The Iranian government seldom makes decisions in haste. It is the heir to one of the world's longest and greatest traditions of politico-military statecraft. It will make considered judgments as it calculates the appropriate asymmetric responses. If Tehran miscalculates, which is a very real possibility, the now open but low-intensity warfare between the United States and Iran will escalate. Those who, like Israeli Prime Minister Netanyahu and former U.S..national security adviser John Bolton, have long sought a war with Iran will get one. So will everyone else.

It is hard to avoid the conclusion that the timing of the attack was dictated by the turmoil in American domestic politics. It was preceded by three air strikes on elements of Kataeb Hezbollah for the death of a civilian contractor in Kirkuk. None of these air strikes was anywhere near Kirkuk. They bore the marks of a pre-planned operation looking for a pretext to launch. Just so with the assassination of General Suleimani and Commander Abu Mahdi (whose sobriquet is "Al Muhandis / the Engineer"). The charge that these two were planning attacks on American soldiers and officials could equally well be leveled at U.S. Secretary of Defense Mark Esper, Secretary of State Mike Pompeo, White House officials, and U.S. military commanders at all echelons. At what time have such officials on both the Iranian and American sides not been planning such attacks? No concrete evidence has been put forward to justify preemptive defense againt an imminent attack on the United States.

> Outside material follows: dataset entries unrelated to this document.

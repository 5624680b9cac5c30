//! Telemetry domain: metrics, events, ping assembly and emission.

mod types;

pub mod catalog;
pub mod emission;
pub mod events;
pub mod metrics;
pub mod ping;

pub use catalog::{BackendTestEventEvent, EventsPing, EventsPingEvent};
pub use emission::{AppIdentity, GleanEventsLogger, LineSink, PingDocument};
pub use events::{EventExtras, GleanEvent, IntoGleanEvent};
pub use metrics::{MetricType, MetricValue, Metrics};
pub use ping::{ClientInfo, LogEnvelope, Ping, PingInfo, PingPayload, RequestInfo};
pub use types::{
    format_iso8601_millis, new_document_id, now_iso8601_millis, now_millis,
    now_unix_nanos_string, DocumentIdSource, RandomDocumentIds,
};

The assassinations seem intended to appease neoconservative critics of President Trump as vacillating and weak in his response to Iranian ripostes to his policy of maximum pressure on Iran. They provide a welcome distraction from the pending impeachment proceedings and appeal to the bloodthirsty instincts of the president's most ardent supporters. They prepare the way for Mike Pompeo to offset his lack of diplomatic accomplishments with a demonstration of his ruthlessness to the "conservative" voters of Kansas, where he intends to run for the Senate. In the new constitutional order in the United States, in which the separation of powers has been replaced by the separation of parties, the attack was politically expedient despite its blatant violation of the clear language of the U.S. Constitution. The attack thus represents an extrajudicial execution that marks a further departure from constitutional government and the rule of law in the United States.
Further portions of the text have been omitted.